First, the sound guys didn’t have the right cables to hook me up to their PA—but,
hats off, they went out and found some adaptors, I don’t know where. But while
that was going on, the choir that was closing the program started rehearsing—not
rehearsing, actually, but just running through a compendium of vocal warm-ups—and
their unsmiling abuelita of a
conductor was gonna do her thing, damn it; when Sandra, one of the Festival
organizers, tried to gently let her know at 5:20 that three other ensembles
still needed some time before doors opened—for the “6:00” show (per tiempo Cubano—their term, not mine!)—she
was summarily waved aside.
With cellist Maylin Sevila and pianist Roberto Bello López. |
Finally,
we had an opportunity to give Anthem a
spin, but really just enough time for me to make sure the rig was functioning.
I had to adjust levels on the fly during the rehearsal, and adjust on the fly I
would in performance.
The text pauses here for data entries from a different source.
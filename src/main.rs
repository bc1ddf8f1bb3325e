use chrono::{Datelike, Local};
use clap::{Args, Parser, Subcommand};
use std::collections::BTreeMap;
use std::io::{self, BufRead, Write};
use std::path::PathBuf;
use thiserror::Error;
use tracing::{debug, info, warn};
use tracing_subscriber::{layer::SubscriberExt, util::SubscriberInitExt};
use walkdir::WalkDir;

mod config;
mod media;
mod state;

use config::{ConfigError, GalleryConfig};
use media::MediaError;
use state::collection::Gallery;
use state::data::{Artwork, ArtworkDraft, ArtworkId, Direction, Filter, KNOWN_TOOLS};
use state::error::{GalleryError, StorageError};
use state::storage::{ArtworkStorage, SqliteStore};

#[derive(Parser)]
#[command(
    name = "artwork-gallery",
    version,
    about = "A personal gallery of AI-generated artwork, filterable by generation tool"
)]
struct Cli {
    /// Database file to use instead of the configured one
    #[arg(long, value_name = "PATH", global = true)]
    db: Option<PathBuf>,

    #[command(subcommand)]
    command: Command,
}

#[derive(Subcommand)]
enum Command {
    /// List artworks visible under a filter
    List {
        /// Tool to show, or "All"
        #[arg(long, default_value = "All")]
        filter: Filter,
    },

    /// Upload an image as a new artwork
    Add {
        /// Image file to embed
        image: PathBuf,
        #[command(flatten)]
        details: DetailArgs,
    },

    /// Replace an artwork's details, keeping its id
    Edit {
        id: ArtworkId,
        /// New image file to embed
        #[arg(long)]
        image: Option<PathBuf>,
        #[arg(long)]
        tool: Option<String>,
        #[arg(long)]
        series: Option<String>,
        #[arg(long)]
        year: Option<i32>,
        #[arg(long)]
        month: Option<u32>,
        #[arg(long)]
        prompt: Option<String>,
    },

    /// Delete an artwork
    Delete {
        id: ArtworkId,
        /// Skip the confirmation prompt
        #[arg(long, short)]
        yes: bool,
    },

    /// Open an artwork, optionally stepping to its neighbour
    Show {
        id: ArtworkId,
        /// Filter the neighbours are taken from
        #[arg(long, default_value = "All")]
        filter: Filter,
        #[arg(long, conflicts_with = "next")]
        prev: bool,
        #[arg(long)]
        next: bool,
        /// Write the embedded image to this file
        #[arg(long, value_name = "PATH")]
        export: Option<PathBuf>,
    },

    /// Add every image in a folder (recursively) with the same details
    Import {
        folder: PathBuf,
        #[command(flatten)]
        details: DetailArgs,
    },

    /// List known tools and the tools in use
    Tools,
}
/// Shared data structures for the gallery state
///
/// These structs represent the data model that flows between
/// the storage layer, the collection store and the front end.

use serde::{Deserialize, Serialize};
use std::convert::Infallible;
use std::fmt;
use std::str::FromStr;

/// Identifier of an artwork (creation time in milliseconds, bumped to stay unique)
pub type ArtworkId = i64;

/// Generation tools the gallery offers out of the box.
/// Any other tool name is accepted as a custom category.
pub const KNOWN_TOOLS: [&str; 2] = ["Midjourney", "Nanobanana"];

/// Name of the "show everything" filter
pub const ALL_FILTER: &str = "All";

/// A single artwork in the collection
///
/// Serialized with camelCase keys, which is the persisted record layout.
#[derive(Serialize, Deserialize, Debug, Clone, PartialEq, Eq)]
#[serde(rename_all = "camelCase")]
pub struct Artwork {
    /// Unique id, fixed for the artwork's lifetime
    pub id: ArtworkId,
    /// Self-contained image reference (a `data:` URL)
    pub image_url: String,
    /// Generation tool, also the filter category
    pub tool: String,
    /// Free-text grouping label
    pub series: String,
    pub year: i32,
    /// 1-12, only checked by the front end
    pub month: u32,
    pub prompt: String,
}

/// Everything an artwork carries except its id.
///
/// Used both to create an artwork and to replace an existing artwork's fields.
#[derive(Debug, Clone, PartialEq, Eq)]
pub struct ArtworkDraft {
    pub image_url: String,
    pub tool: String,
    pub series: String,
    pub year: i32,
    pub month: u32,
    pub prompt: String,
}

impl ArtworkDraft {
    /// Attach an id, producing a full artwork
    pub fn into_artwork(self, id: ArtworkId) -> Artwork {
        Artwork {
            id,
            image_url: self.image_url,
            tool: self.tool,
            series: self.series,
            year: self.year,
            month: self.month,
            prompt: self.prompt,
        }
    }

    /// Names of the fields a form must fill before the draft is submitted.
    ///
    /// Empty when the draft is complete. The store itself never calls this.
    pub fn missing_fields(&self) -> Vec<&'static str> {
        let mut missing = Vec::new();
        if self.image_url.trim().is_empty() {
            missing.push("image");
        }
        if self.tool.trim().is_empty() {
            missing.push("tool");
        } else if self.tool == ALL_FILTER {
            missing.push("tool (\"All\" is reserved)");
        }
        if self.series.trim().is_empty() {
            missing.push("series");
        }
        if self.prompt.trim().is_empty() {
            missing.push("prompt");
        }
        if !(1..=12).contains(&self.month) {
            missing.push("month (1-12)");
        }
        missing
    }
}

impl Artwork {
    /// Copy the descriptive fields out, e.g. to pre-fill an edit form
    pub fn draft(&self) -> ArtworkDraft {
        ArtworkDraft {
            image_url: self.image_url.clone(),
            tool: self.tool.clone(),
            series: self.series.clone(),
            year: self.year,
            month: self.month,
            prompt: self.prompt.clone(),
        }
    }

    /// Overwrite every descriptive field, keeping the id
    pub fn apply(&mut self, draft: ArtworkDraft) {
        let id = self.id;
        *self = draft.into_artwork(id);
    }
}

/// Active category filter
#[derive(Debug, Clone, PartialEq, Eq, Default)]
pub enum Filter {
    /// Show the whole collection
    #[default]
    All,
    /// Show only artworks made with this tool
    Tool(String),
}

impl Filter {
    /// Filter for a category name; exactly "All" shows everything
    pub fn named(name: &str) -> Self {
        let name = name.trim();
        if name == ALL_FILTER {
            Filter::All
        } else {
            Filter::Tool(name.to_string())
        }
    }

    /// Whether an artwork passes this filter
    pub fn matches(&self, artwork: &Artwork) -> bool {
        match self {
            Filter::All => true,
            Filter::Tool(tool) => artwork.tool == *tool,
        }
    }

    /// The tool this filter narrows to, if any
    pub fn tool(&self) -> Option<&str> {
        match self {
            Filter::All => None,
            Filter::Tool(tool) => Some(tool.as_str()),
        }
    }
}

impl FromStr for Filter {
    type Err = Infallible;

    fn from_str(s: &str) -> Result<Self, Self::Err> {
        Ok(Filter::named(s))
    }
}

impl fmt::Display for Filter {
    fn fmt(&self, f: &mut fmt::Formatter<'_>) -> fmt::Result {
        match self {
            Filter::All => f.write_str(ALL_FILTER),
            Filter::Tool(tool) => f.write_str(tool),
        }
    }
}

/// Navigation direction through the visible list
#[derive(Debug, Clone, Copy, PartialEq, Eq)]
pub enum Direction {
    Prev,
    Next,
}
//! Error types for the state layer.

use thiserror::Error;

use super::data::ArtworkId;

/// Failure talking to the key-value backend, or encoding what goes into it
#[derive(Debug, Error)]
pub enum StorageError {
    #[error("storage backend failed: {0}")]
    Backend(#[from] rusqlite::Error),

    #[error("failed to create storage directory: {0}")]
    Io(#[from] std::io::Error),

    #[error("failed to encode artworks: {0}")]
    Encode(#[from] serde_json::Error),
}

/// The stored value exists but cannot be parsed back into artworks
#[derive(Debug, Error)]
#[error("stored value under `{key}` is not a readable artwork list: {source}")]
pub struct DecodeError {
    pub key: String,
    #[source]
    pub source: serde_json::Error,
}

#[derive(Debug, Error)]
pub enum LoadError {
    #[error(transparent)]
    Storage(#[from] StorageError),

    #[error(transparent)]
    Decode(#[from] DecodeError),
}

/// Errors surfaced by collection store operations
#[derive(Debug, Error)]
pub enum GalleryError {
    /// No artwork with this id; nothing was changed
    #[error("artwork {0} not found")]
    NotFound(ArtworkId),

    /// Every representable id is already in use
    #[error("no unused artwork id left")]
    IdsExhausted,

    /// The in-memory change was kept but could not be saved
    #[error(transparent)]
    Storage(#[from] StorageError),
}
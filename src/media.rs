/// Embedded image handling
///
/// Artworks carry their image inline as a `data:` URL. This module turns
/// image files into such URLs and back. No pixels are decoded; the format is
/// sniffed from the file's magic bytes only to pick the MIME type.

use base64::engine::general_purpose::STANDARD;
use base64::Engine;
use image::ImageFormat;
use std::path::{Path, PathBuf};
use thiserror::Error;

#[derive(Debug, Error)]
pub enum MediaError {
    #[error("failed to read {path}: {source}")]
    Read {
        path: PathBuf,
        #[source]
        source: std::io::Error,
    },

    #[error("failed to write {path}: {source}")]
    Write {
        path: PathBuf,
        #[source]
        source: std::io::Error,
    },

    #[error("not a recognised image format")]
    UnknownFormat,

    #[error("not a base64 data URL")]
    NotDataUrl,

    #[error("invalid base64 payload: {0}")]
    Base64(#[from] base64::DecodeError),
}

/// An image pulled back out of a data URL
#[derive(Debug, Clone, PartialEq, Eq)]
pub struct EmbeddedImage {
    pub mime: String,
    pub bytes: Vec<u8>,
}

impl EmbeddedImage {
    /// Usual file extension for the image's format, if known
    pub fn extension(&self) -> Option<&'static str> {
        ImageFormat::from_mime_type(&self.mime)
            .and_then(|format| format.extensions_str().first().copied())
    }
}

/// Read an image file and embed it as a `data:` URL
pub fn encode_file(path: &Path) -> Result<String, MediaError> {
    let bytes = std::fs::read(path).map_err(|source| MediaError::Read {
        path: path.to_path_buf(),
        source,
    })?;
    encode_bytes(&bytes)
}

/// Embed raw image bytes as a `data:` URL
pub fn encode_bytes(bytes: &[u8]) -> Result<String, MediaError> {
    let format = image::guess_format(bytes).map_err(|_| MediaError::UnknownFormat)?;
    Ok(format!(
        "data:{};base64,{}",
        format.to_mime_type(),
        STANDARD.encode(bytes)
    ))
}

/// Split a base64 `data:` URL into its MIME type and bytes
pub fn decode(data_url: &str) -> Result<EmbeddedImage, MediaError> {
    let rest = data_url.strip_prefix("data:").ok_or(MediaError::NotDataUrl)?;
    let (header, payload) = rest.split_once(',').ok_or(MediaError::NotDataUrl)?;
    let mime = header
        .strip_suffix(";base64")
        .ok_or(MediaError::NotDataUrl)?;

    Ok(EmbeddedImage {
        mime: mime.to_string(),
        bytes: STANDARD.decode(payload.trim())?,
    })
}

/// Write an embedded image to `path`, adding the format's extension if `path` has none.
/// Returns the decoded image and the path actually written.
pub fn export(data_url: &str, path: &Path) -> Result<(EmbeddedImage, PathBuf), MediaError> {
    let image = decode(data_url)?;
    let path = match (path.extension(), image.extension()) {
        (None, Some(ext)) => path.with_extension(ext),
        _ => path.to_path_buf(),
    };

    std::fs::write(&path, &image.bytes).map_err(|source| MediaError::Write {
        path: path.clone(),
        source,
    })?;
    Ok((image, path))
}

/// Whether a path looks like an image file, judged by extension
pub fn is_image_path(path: &Path) -> bool {
    ImageFormat::from_path(path).is_ok()
}

#[cfg(test)]
mod tests {
    use super::*;

    const PNG_HEADER: &[u8] = b"\x89PNG\r\n\x1a\n\0\0\0\rIHDR";

    #[test]
    fn test_encode_sniffs_mime() {
        let url = encode_bytes(PNG_HEADER).unwrap();
        assert!(url.starts_with("data:image/png;base64,"));
    }

    #[test]
    fn test_encode_rejects_non_images() {
        assert!(matches!(
            encode_bytes(b"just some text"),
            Err(MediaError::UnknownFormat)
        ));
    }

    #[test]
    fn test_decode_returns_original_bytes() {
        let url = encode_bytes(PNG_HEADER).unwrap();
        let image = decode(&url).unwrap();

        assert_eq!(image.mime, "image/png");
        assert_eq!(image.bytes, PNG_HEADER);
        assert_eq!(image.extension(), Some("png"));
    }

    #[test]
    fn test_decode_rejects_plain_paths() {
        assert!(matches!(decode("/tmp/fox.png"), Err(MediaError::NotDataUrl)));
        assert!(matches!(
            decode("data:image/png,rawdata"),
            Err(MediaError::NotDataUrl)
        ));
    }

    #[test]
    fn test_encode_and_export_files() {
        let dir = tempfile::tempdir().unwrap();
        let source = dir.path().join("fox.png");
        std::fs::write(&source, PNG_HEADER).unwrap();

        let url = encode_file(&source).unwrap();
        let (_, written) = export(&url, &dir.path().join("out")).unwrap();

        assert_eq!(written, dir.path().join("out.png"));
        assert_eq!(std::fs::read(&written).unwrap(), PNG_HEADER);
    }

    #[test]
    fn test_is_image_path() {
        assert!(is_image_path(Path::new("a/b/fox.PNG")));
        assert!(is_image_path(Path::new("fox.jpeg")));
        assert!(!is_image_path(Path::new("notes.txt")));
        assert!(!is_image_path(Path::new("README")));
    }
}
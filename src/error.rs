//! Error handling for the scribe application.
//! Defines custom error types and results used throughout the application.

use std::io;
use thiserror::Error;

/// Custom error types for scribe operations.
///
/// This enum represents all possible errors that can occur within the
/// application. It implements the standard Error trait through thiserror's
/// derive macro.
#[derive(Error, Debug)]
pub enum Error {
    /// Represents failures to open, read, write, or close a file on
    /// persistent storage
    #[error("Storage error: {0}.")]
    Storage(#[from] io::Error),

    /// Represents errors raised by the template engine during rendering
    #[error("Template error: {0}.")]
    Template(#[from] minijinja::Error),

    /// Represents a manifest that cannot be parsed or carries no usable
    /// package version
    #[error("Manifest error: {0}.")]
    Manifest(String),

    /// Represents a parent README whose content diverged before or after
    /// a version sync
    #[error("Sync error: {0}.")]
    Sync(String),
}

/// Convenience type alias for Results with scribe's Error as the error type.
///
/// # Type Parameters
/// * `T` - The type of the success value
pub type Result<T> = std::result::Result<T, Error>;

/// Default error handler that prints the error and exits the program.
///
/// # Arguments
/// * `err` - The Error to handle
///
/// # Behavior
/// Prints the error message to stderr and exits with status code 1
pub fn default_error_handler(err: Error) {
    eprintln!("{}", err);
    std::process::exit(1);
}
//! The built-in README template for the sage project.
//!
//! The template never contains a literal code fence: every fence is
//! written as the `{{CODE}}` placeholder and substituted at render time,
//! so Markdown tooling never mistakes the embedded samples for the
//! document's own structure.

use crate::constants::CODE_FENCE;
use serde_json::json;

/// Render context binding the placeholder to the literal fence delimiter.
pub fn context() -> serde_json::Value {
    json!({ "CODE": CODE_FENCE })
}

/// The README document template. `{{CODE}}` marks every code fence.
pub const README_TEMPLATE: &str = r#"# sage

sage is a GenAI-powered Rust source code summarizer and crate recreator.
It analyzes a Rust source file and produces a concise summary covering the
file's main functionality, the crates it pulls in, a safety verdict, and
any file operations it performs. It can also generate scripts that
recreate a crate from a given source folder.

Current release: <code>0.1.4</code>

---

## Features

- **Source code analysis:**
  - Summarizes the primary functionality of a Rust source file.
  - Identifies which crates the code uses.
  - Assesses safety with a `SAFE_TO_RUN: YES/NO` verdict and explanation.
  - Detects file operations and reports a `FILE_OPERATIONS: YES/NO`
    verdict with details.

- **Interactive follow-up mode:**
  - Ask follow-up questions about the analysis from an interactive prompt.
  - Or pass a single follow-up question on the command line.

- **Output flexibility:**
  - Streaming or non-streaming output for the generated summary.

- **Crate recreation:**
  - Generates a Rust or Python script that recreates the crate structure
    from a source folder.
  - Optionally limits processing to the `src` subfolder.

---

## Usage

- **Summarize a Rust source file:**

  {{CODE}}bash
  cargo run -- path/to/source_file.rs
  {{CODE}}

- **Interactive follow-up mode:**

  {{CODE}}bash
  cargo run -- path/to/source_file.rs --stdin
  {{CODE}}

- **Single follow-up question:**

  {{CODE}}bash
  cargo run -- path/to/source_file.rs -q "Does this code handle errors properly?"
  {{CODE}}

- **Streaming output:**

  {{CODE}}bash
  cargo run -- path/to/source_file.rs --streaming
  {{CODE}}

- **Generate a crate recreation script:**

  {{CODE}}bash
  cargo run -- path/to/source_folder --recreate-crate-rs [--src-only]
  {{CODE}}

If no file is given, sage analyzes its own source code as a demonstration.

### Programmatic usage

{{CODE}}rust
use sage::summarizer::{self, ChatSession};

#[tokio::main]
async fn main() -> Result<(), Box<dyn std::error::Error>> {
    let (summary, mut session) =
        summarizer::summarize_source_session(Some("path/to/source_file.rs"), true).await?;
    println!("Summary:\n{}", summary);

    let followup = session.ask("Can you elaborate on the error handling?").await?;
    println!("Follow-up answer:\n{}", followup);

    Ok(())
}
{{CODE}}

---

## How it works

1. **Input** - reads the given Rust source file, or falls back to its own
   source when none is provided.
2. **Prompt construction** - builds a prompt asking for the code's main
   functionality, used crates, safety, and file operations.
3. **Model session** - sends the prompt to a GenAI model and collects the
   response, streaming or not.
4. **Follow-up** - keeps the session open for interactive or one-shot
   follow-up questions.
5. **Crate recreation** - when requested, emits a Rust or Python script
   that rebuilds the crate layout from the source folder.

---

## Dependencies

- [Tokio](https://tokio.rs/) - asynchronous runtime.
- [clap](https://github.com/clap-rs/clap) - command-line argument parsing.
- [rustyline](https://github.com/kkawakam/rustyline) - interactive line
  editing.
- [log](https://docs.rs/log) and [env_logger](https://docs.rs/env_logger) -
  logging.
- A GenAI client library performing the actual model calls.

---

## License

Distributed under the MIT License. See LICENSE for details.
"#;
//! Scribe generates and maintains the README document of the sage
//! summarizer project. It renders a built-in Markdown template through a
//! template engine and can synchronize version markers in an existing
//! README with the version declared in Cargo.toml.

/// Command-line interface module for the scribe application
pub mod cli;

/// Common constants used throughout the application
pub mod constants;

/// Document rendering and persistence
pub mod emitter;

/// Error types and handling for the scribe application
pub mod error;

/// Template rendering engine
pub mod renderer;

/// The built-in README template and its render context
pub mod template;

/// Version marker synchronization against the package manifest
pub mod version;
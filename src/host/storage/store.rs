use anyhow::Result;

use super::{
    document_storage::DocumentStorage,
    entities::{Collection, StoreDocument},
};

/// In-memory view of the persisted document. Every change is flushed before it becomes visible,
/// so the view never runs ahead of the disk.
pub struct Store<S: DocumentStorage> {
    storage: S,
    document: StoreDocument,
}

impl<S: DocumentStorage> Store<S> {
    pub async fn open(storage: S) -> Result<Self> {
        let document = storage.load().await?;
        Ok(Self { storage, document })
    }

    pub fn get<C: Collection>(&self) -> &[C::Record] {
        C::records(&self.document)
    }

    /// Replaces a collection wholesale.
    pub async fn set<C: Collection>(&mut self, records: Vec<C::Record>) -> Result<()> {
        self.transact(|document| *C::records_mut(document) = records)
            .await
    }

    /// Applies `change` to a copy of the document and persists it with a single write. The
    /// in-memory document is only replaced once the write succeeded.
    pub async fn transact<T>(&mut self, change: impl FnOnce(&mut StoreDocument) -> T) -> Result<T> {
        let mut next = self.document.clone();
        let output = change(&mut next);
        self.storage.save(&next).await?;
        self.document = next;
        Ok(output)
    }

    pub fn document(&self) -> &StoreDocument {
        &self.document
    }
}
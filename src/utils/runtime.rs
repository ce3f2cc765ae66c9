use anyhow::Result;

/// Every store operation runs on one thread, see [crate::host::ipc::server::IpcServer].
pub fn single_thread_runtime() -> Result<tokio::runtime::Runtime> {
    Ok(tokio::runtime::Builder::new_current_thread()
        .enable_all()
        .build()?)
}
use std::{
    path::{Path, PathBuf},
    process::Stdio,
};

use anyhow::{anyhow, Context, Result};
use tokio::{
    io::{AsyncBufRead, AsyncWrite, BufReader},
    process::{Child, Command},
};
use tracing::{info, warn};

use super::{integration::APPLICATION_NAME, ipc::HostEvent};

pub const DEVELOPMENT_SERVER_URL: &str = "http://localhost:3000";
pub const WINDOW_WIDTH: u32 = 1200;
pub const WINDOW_HEIGHT: u32 = 800;

/// How the window gets created and what it shows.
#[derive(Debug, Clone, Default)]
pub struct FrontendConfig {
    /// Front-end executable. Without it the host talks to whoever started it through stdio.
    pub program: Option<PathBuf>,
    pub args: Vec<String>,
    pub start_url: Option<String>,
    pub dev_tools: bool,
}

impl FrontendConfig {
    /// Explicit url first, then the bundled build next to the executable, then the development
    /// server.
    pub fn resolve_start_url(&self, resources_dir: Option<&Path>) -> String {
        if let Some(url) = self.start_url.as_ref().filter(|v| !v.is_empty()) {
            return url.clone();
        }
        let bundled = resources_dir.map(|dir| dir.join("build").join("index.html"));
        match bundled {
            Some(index) if index.is_file() => file_url(&index),
            Some(index) => {
                warn!("No bundled front-end at {index:?}, falling back to development server");
                DEVELOPMENT_SERVER_URL.into()
            }
            None => DEVELOPMENT_SERVER_URL.into(),
        }
    }

    pub fn load_event(&self, resources_dir: Option<&Path>) -> HostEvent {
        HostEvent::Load {
            url: self.resolve_start_url(resources_dir),
            title: APPLICATION_NAME.into(),
            width: WINDOW_WIDTH,
            height: WINDOW_HEIGHT,
            dev_tools: self.dev_tools,
        }
    }
}

fn file_url(path: &Path) -> String {
    let path = path.to_string_lossy().replace('\\', "/");
    if path.starts_with('/') {
        format!("file://{path}")
    } else {
        format!("file:///{path}")
    }
}

/// Both ends of the channel to the front-end.
pub struct FrontendConnection {
    pub input: Box<dyn AsyncBufRead + Unpin + Send>,
    pub output: Box<dyn AsyncWrite + Unpin + Send>,
    pub child: Option<Child>,
}

/// Stops a front-end started by the host if it is still running.
pub async fn stop(child: Option<Child>) -> Result<()> {
    let Some(mut child) = child else {
        return Ok(());
    };
    if child.try_wait()?.is_none() {
        info!("Stopping front-end");
        child.kill().await?;
    }
    Ok(())
}

/// Spawns the configured front-end with piped stdio, or attaches to the host's own stdio.
pub fn connect(config: &FrontendConfig) -> Result<FrontendConnection> {
    let Some(program) = &config.program else {
        info!("Serving front-end over stdio");
        return Ok(FrontendConnection {
            input: Box::new(BufReader::new(tokio::io::stdin())),
            output: Box::new(tokio::io::stdout()),
            child: None,
        });
    };

    info!("Starting front-end {program:?}");
    let mut child = Command::new(program)
        .args(&config.args)
        .stdin(Stdio::piped())
        .stdout(Stdio::piped())
        .stderr(Stdio::inherit())
        .kill_on_drop(true)
        .spawn()
        .with_context(|| format!("Failed to start front-end {program:?}"))?;

    let stdout = child
        .stdout
        .take()
        .ok_or_else(|| anyhow!("Front-end stdout is not piped"))?;
    let stdin = child
        .stdin
        .take()
        .ok_or_else(|| anyhow!("Front-end stdin is not piped"))?;

    Ok(FrontendConnection {
        input: Box::new(BufReader::new(stdout)),
        output: Box::new(stdin),
        child: Some(child),
    })
}
// This runs the host on windows without creating a console. Disable during development to see
// stderr.
#![windows_subsystem = "windows"]

use std::time::Duration;

use anyhow::Result;
use clap::Parser;
use legal_time_tracker::{
    host::{args::HostArgs, start_host},
    utils::{
        dir::application_dir,
        logging::{enable_logging, HOST_PREFIX},
        runtime::single_thread_runtime,
    },
};
use tracing::error;

fn main() -> Result<()> {
    run(HostArgs::parse())
}

fn run(args: HostArgs) -> Result<()> {
    let app_dir = application_dir(args.store.dir.as_deref())?;
    enable_logging(HOST_PREFIX, &app_dir.join("logs"), args.log, args.log_console)?;

    let runtime = single_thread_runtime()?;
    let result = runtime.block_on(async move { start_host(args, app_dir).await });
    // Reading stdin happens on a blocking thread that can't be interrupted.
    runtime.shutdown_timeout(Duration::from_secs(1));
    result.inspect_err(|e| error!("Host failed {e:?}"))
}
use std::{path::Path, sync::LazyLock};

use anyhow::Result;
use tracing::level_filters::LevelFilter;
use tracing_appender::rolling::Rotation;
use tracing_subscriber::fmt::{format::FmtSpan, writer::MakeWriterExt};

pub const CLI_PREFIX: &str = "cli";
pub const HOST_PREFIX: &str = "host";

/// Installs the global subscriber. Console output goes to stderr because stdout may carry the
/// front-end channel.
pub fn enable_logging(
    prefix: &str,
    log_dir: &Path,
    log_level: Option<LevelFilter>,
    show_console: bool,
) -> Result<()> {
    let appender = tracing_appender::rolling::Builder::new()
        .rotation(Rotation::DAILY)
        .max_log_files(5)
        .filename_prefix(prefix)
        .build(log_dir)?;

    let stderr = std::io::stderr.with_filter(move |_| show_console);

    let level = log_level
        .map(|v| v.to_string())
        .unwrap_or_else(|| std::env::var("RUST_LOG").unwrap_or_else(|_| "debug".into()));

    tracing_subscriber::fmt()
        .with_env_filter(tracing_subscriber::EnvFilter::new(format!(
            "{}={level}",
            env!("CARGO_PKG_NAME").replace("-", "_"),
        )))
        .with_span_events(FmtSpan::CLOSE)
        .with_writer(stderr.and(appender))
        .with_ansi(false)
        .pretty()
        .try_init()
        .map_err(|e| anyhow::anyhow!("Failed to install logging {e}"))?;
    Ok(())
}

pub static TEST_LOGGING: LazyLock<()> = LazyLock::new(|| {
    let _ = tracing_subscriber::fmt()
        .with_max_level(LevelFilter::TRACE)
        .with_test_writer()
        .pretty()
        .try_init();
});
Leo hit a couple of rough patches in the extended solo at
the start of the piece, but generally was executing well; Lucy was strangely
singing some wrong notes that she’d had right on Sunday, but was in
incandescently good voice.
The
performance was, I think, strong. I decided not to obsess too much about
levels, and just execute the patch. And when
those loops starting filling the space, with the Basilica’s magnificent
acoustic, it was damned glorious. I think the audience dug it. Who knows. If
not, pues, no me importa; that sound, in that room—I
felt high.
With soprano Lucelsy Fernández. |
With violinist Leonardo Pérez. |
The
concert started with a solo guitar set: pieces by Marlos Nobre, Roberto Sierra,
Mauro Cardi, and Heber Vásquez. All interesting pieces—the Sierra Toccata y lamento especially—and played splendidly by Efrén Gorrostieta, though to
be honest, I was too busy worrying about Anthem
to give the set a totally fair listen.
Next
were two pieces by Anna Bofill—Andata et
ritorno for solo piano, ft. Abel Figueredo, and Suite de Tamanrasset for solo guitar, ft. Carlos Ernesto Varona.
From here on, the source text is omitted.